What would it be like to live in such peace?
She flipped open her saddlebags. The letters were sealed with wax and stamped with tiny figures. She recognized the seal from St. Valeria Convent at once by the miniature orrery, symbol of St. Valeria’s victory in the city of Saïs when she confounded the pagan astrologers. Liath dared not open the letter, of course. Did it contain news of Princess Theophanu? Had she recovered from her illness, or did this letter bring news of her death? Was Mother Rothgard writing to warn Sister Rosvita that a sorcerer walked veiled in the king’s progress? Would Rosvita suspect Liath? Or would she suspect Hugh?
Liath glanced through the capitularies: King Henry grants to the nuns of Regensbach a certain estate named Felstatt for which they owe the king and his heirs full accommodation and renders of food and drink for the royal retinue as well as fodder for the horses at such times as the king’s progress may pass that way; King Henry endows a monastery at Gent in the name of St. Perpetua in thanks for the victory at Gent and the return of his son; King Henry grants immunity from all but royal service to the foresters of the Bretwald in exchange for keeping the new road through the Bret Forest clear; King Henry calls the elders of the church to a council at Autun on the first day of the month of Setentre, which in the calendar of the church is called Matthiasmass.
That day, according to the mathematici, was the autumn equinox.
Ai, God. If she held The Book of Secrets, could she open it freely here? Would she ever live in a place where there was leisure, and such safety as this palace offered? Was there any place she could study the secrets of the mathematici, wander in her city of memory, explore the curse of fire, and be left alone?
She laughed softly, a mixture of anger, regret, and giddy desire. Such a place had been offered her, when she had least expected it, and she had turned away in pursuit of a dream just as impossible.
A man emerged from the palace gateway leading a saddled horse, a sturdy bay mare with a white blaze and two white socks. She took the reins, thanked him politely, and went on her way.
5
AS the deacon had promised, the road ran straight east through the Bretwald. Birds trilled from the branches. A doe and half-grown twin fawns trotted into view and as quickly vanished into the foliage. She heard the grunt of a boar. She peered into the depths beyond the scar that was the road. Trees marched out on all sides into unknowable and impenetrable wilderness. The scent of growing lay over everything as heavily as spices at the king’s feasting table. Like a rich mead, she could almost taste it simply by breathing it in.
But she could no longer ride through the deep forest without looking over her shoulder. She could not forget the daimone that had stalked her, or the creature of bells. She could not forget the elfshot that had killed her horse this past spring, although that pursuit had taken place in a different forest than this one. Yet surely all forests were only pieces of the same great and ancient forest. She had traveled enough to know that the wild places on earth were of far greater extent than those lands tamed by human hands.
There.
An aurochs bolted through the distant trees. Its curving horns caught a stray glance of sunlight, vivid, disturbing, and then it was gone. The noise of its passage faded into the heavier silence of the forest, which was not a true silence at all but rather woven of a hundred tiny sounds that blended so seamlessly as to make of themselves that kind of silence which has forgotten, or does not know of or care about, the chatter of human enterprise.
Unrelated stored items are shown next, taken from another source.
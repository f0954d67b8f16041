//! Source values and documents.
//!
//! Every value read from the source is converted once into the closed tag set
//! of [`Value`]. Both the type classifier and the translator work on these
//! tags, never on driver-specific types.

use chrono::{DateTime, SecondsFormat, Utc};
use serde::Serialize;

/// Field holding the stable identifier of a source document.
pub const ID_FIELD: &str = "_id";

/// A primitive value read from a source document.
#[derive(Debug, Clone, PartialEq, Serialize)]
#[serde(untagged)]
pub enum Value {
    Null,
    Bool(bool),
    Int(i64),
    Float(f64),
    Text(String),
    Timestamp(DateTime<Utc>),
}

impl Value {
    /// Returns true for values that carry no type information (null and "").
    pub fn is_empty(&self) -> bool {
        match self {
            Value::Null => true,
            Value::Text(s) => s.is_empty(),
            _ => false,
        }
    }

    /// Returns the value as an integer if it is integral.
    ///
    /// Floats qualify when they are finite, have no fractional part and fit
    /// the `i64` range.
    pub fn as_integral(&self) -> Option<i64> {
        match self {
            Value::Int(i) => Some(*i),
            Value::Float(f) if f.is_finite() && f.fract() == 0.0 => {
                // i64::MAX is not exactly representable; 2^63 is the first float past it.
                if *f >= -9_223_372_036_854_775_808.0 && *f < 9_223_372_036_854_775_808.0 {
                    Some(*f as i64)
                } else {
                    None
                }
            }
            _ => None,
        }
    }

    /// String form of the value, or `None` for null.
    pub fn to_text(&self) -> Option<String> {
        match self {
            Value::Null => None,
            Value::Bool(b) => Some(b.to_string()),
            Value::Int(i) => Some(i.to_string()),
            Value::Float(f) => Some(f.to_string()),
            Value::Text(s) => Some(s.clone()),
            Value::Timestamp(ts) => Some(canonical_timestamp(ts)),
        }
    }

    /// Short tag name, used in log and report messages.
    pub fn kind(&self) -> &'static str {
        match self {
            Value::Null => "null",
            Value::Bool(_) => "boolean",
            Value::Int(_) => "integer",
            Value::Float(_) => "float",
            Value::Text(_) => "text",
            Value::Timestamp(_) => "timestamp",
        }
    }
}

impl std::fmt::Display for Value {
    fn fmt(&self, f: &mut std::fmt::Formatter<'_>) -> std::fmt::Result {
        match self.to_text() {
            Some(text) => write!(f, "{}", text),
            None => write!(f, "null"),
        }
    }
}

impl From<serde_json::Value> for Value {
    fn from(value: serde_json::Value) -> Self {
        match value {
            serde_json::Value::Null => Value::Null,
            serde_json::Value::Bool(b) => Value::Bool(b),
            serde_json::Value::Number(n) => match n.as_i64() {
                Some(i) => Value::Int(i),
                None => Value::Float(n.as_f64().unwrap_or(f64::NAN)),
            },
            serde_json::Value::String(s) => Value::Text(s),
            other => Value::Text(other.to_string()),
        }
    }
}

/// Renders a timestamp as RFC 3339 in UTC with millisecond precision.
///
/// Timestamps are stored as text in this fixed form so that re-reading a
/// synced value never changes its inferred type.
pub fn canonical_timestamp(ts: &DateTime<Utc>) -> String {
    ts.to_rfc3339_opts(SecondsFormat::Millis, true)
}

/// A source document: an ordered set of named values.
///
/// Field order is the order in which the source returned the fields. Setting
/// an existing field replaces its value in place.
#[derive(Debug, Clone, Default, PartialEq, Serialize)]
pub struct Document {
    fields: Vec<(String, Value)>,
}

impl Document {
    /// Creates an empty document.
    pub fn new() -> Self {
        Self { fields: Vec::new() }
    }

    /// Builder-style setter.
    pub fn with_field(mut self, name: impl Into<String>, value: Value) -> Self {
        self.set(name, value);
        self
    }

    /// Sets a field, replacing any previous value.
    pub fn set(&mut self, name: impl Into<String>, value: Value) {
        let name = name.into();
        match self.fields.iter_mut().find(|(n, _)| *n == name) {
            Some((_, slot)) => *slot = value,
            None => self.fields.push((name, value)),
        }
    }

    pub fn get(&self, name: &str) -> Option<&Value> {
        self.fields.iter().find(|(n, _)| n == name).map(|(_, v)| v)
    }

    /// Removes a field and returns its value.
    pub fn remove(&mut self, name: &str) -> Option<Value> {
        let pos = self.fields.iter().position(|(n, _)| n == name)?;
        Some(self.fields.remove(pos).1)
    }

    /// Returns the stable identifier as text, if present and non-empty.
    pub fn id(&self) -> Option<String> {
        self.get(ID_FIELD)
            .filter(|v| !v.is_empty())
            .and_then(Value::to_text)
    }

    /// Removes the stable identifier field and returns it as text.
    pub fn take_id(&mut self) -> Option<String> {
        self.remove(ID_FIELD)
            .filter(|v| !v.is_empty())
            .and_then(|v| v.to_text())
    }

    pub fn fields(&self) -> impl Iterator<Item = (&str, &Value)> {
        self.fields.iter().map(|(n, v)| (n.as_str(), v))
    }

    pub fn len(&self) -> usize {
        self.fields.len()
    }

    pub fn is_empty(&self) -> bool {
        self.fields.is_empty()
    }

    /// Builds a document from a JSON object. Returns `None` for non-objects.
    pub fn from_json(value: serde_json::Value) -> Option<Self> {
        match value {
            serde_json::Value::Object(map) => {
                let mut doc = Document::new();
                for (name, v) in map {
                    doc.set(name, Value::from(v));
                }
                Some(doc)
            }
            _ => None,
        }
    }
}

impl FromIterator<(String, Value)> for Document {
    fn from_iter<I: IntoIterator<Item = (String, Value)>>(iter: I) -> Self {
        let mut doc = Document::new();
        for (name, value) in iter {
            doc.set(name, value);
        }
        doc
    }
}

#[cfg(test)]
mod tests {
    use super::*;
    use chrono::TimeZone;
    use serde_json::json;

    #[test]
    fn test_empty_values() {
        assert!(Value::Null.is_empty());
        assert!(Value::Text(String::new()).is_empty());
        assert!(!Value::Text(" ".into()).is_empty());
        assert!(!Value::Bool(false).is_empty());
        assert!(!Value::Int(0).is_empty());
    }

    #[test]
    fn test_as_integral() {
        assert_eq!(Value::Int(7).as_integral(), Some(7));
        assert_eq!(Value::Float(42.0).as_integral(), Some(42));
        assert_eq!(Value::Float(42.5).as_integral(), None);
        assert_eq!(Value::Float(f64::NAN).as_integral(), None);
        assert_eq!(Value::Float(1e20).as_integral(), None);
        assert_eq!(Value::Text("42".into()).as_integral(), None);
    }

    #[test]
    fn test_canonical_timestamp() {
        let ts = Utc.with_ymd_and_hms(2024, 3, 1, 12, 30, 5).unwrap();
        assert_eq!(canonical_timestamp(&ts), "2024-03-01T12:30:05.000Z");
        assert_eq!(
            Value::Timestamp(ts).to_text().as_deref(),
            Some("2024-03-01T12:30:05.000Z")
        );
    }

    #[test]
    fn test_document_set_replaces_in_place() {
        let mut doc = Document::new()
            .with_field("a", Value::Int(1))
            .with_field("b", Value::Int(2));
        doc.set("a", Value::Int(3));

        let names: Vec<&str> = doc.fields().map(|(n, _)| n).collect();
        assert_eq!(names, vec!["a", "b"]);
        assert_eq!(doc.get("a"), Some(&Value::Int(3)));
    }

    #[test]
    fn test_take_id() {
        let mut doc = Document::new()
            .with_field(ID_FIELD, Value::Text("abc123".into()))
            .with_field("total", Value::Int(42));

        assert_eq!(doc.id().as_deref(), Some("abc123"));
        assert_eq!(doc.take_id().as_deref(), Some("abc123"));
        assert!(doc.get(ID_FIELD).is_none());
        assert_eq!(doc.len(), 1);
    }

    #[test]
    fn test_take_id_rejects_empty() {
        let mut doc = Document::new().with_field(ID_FIELD, Value::Text(String::new()));
        assert_eq!(doc.take_id(), None);

        let mut numeric = Document::new().with_field(ID_FIELD, Value::Int(17));
        assert_eq!(numeric.take_id().as_deref(), Some("17"));
    }

    #[test]
    fn test_from_json() {
        let doc = Document::from_json(json!({
            "_id": "abc123",
            "total": 42,
            "ratio": 0.5,
            "paid": true,
            "tags": ["a", "b"],
            "missing": null
        }))
        .unwrap();

        assert_eq!(doc.get("total"), Some(&Value::Int(42)));
        assert_eq!(doc.get("ratio"), Some(&Value::Float(0.5)));
        assert_eq!(doc.get("paid"), Some(&Value::Bool(true)));
        assert_eq!(doc.get("tags"), Some(&Value::Text(r#"["a","b"]"#.into())));
        assert_eq!(doc.get("missing"), Some(&Value::Null));

        assert!(Document::from_json(json!([1, 2])).is_none());
    }
}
As the last rustle of the aurochs’ passing faded, Liath heard, quite clearly, the clop of hooves behind her. She swung round in her saddle but could see nothing. What if it were Hugh?
Ai, Lady! That bastard Hugh had no reason to follow her. He would wait in the safety of the king’s progress because he knew she had to return to the king. She had no freedom of her own to choose where she went and how she lived; she was a mere Eagle living on the sufferance of the king, and that was all and everything she had, her only safety, her only kin.
“Except Sanglant,” she whispered. If she said his name too loudly, would she wake herself up from a long and almost painful dream and find the prince still dead at Gent and herself sobbing by a dying fire?
The sound of hooves faded as a wind came up, stirring the upper branches into movement punctuated by the eruption into flight of a dozen noisy wood pigeons. That suddenly, she saw a flash of red far back in the dim corridor of the road. At once she slipped her bow free of its quiver and drew an arrow to rest loosely along the curve of the bow.
A branch snapped to her left and she started ’round, but nothing showed itself in the thickets. What use was running, anyway? She and Da had scuttled from shadow to shadow, but in the end his enemies had caught them.
She reined up her horse and peered into every thicket and out along an unexpected vista of tree trunks marching away into shadow like so many pillars lining the aisles of a cathedral. Nothing. What approached came from the road. And she heard no tolling of bells.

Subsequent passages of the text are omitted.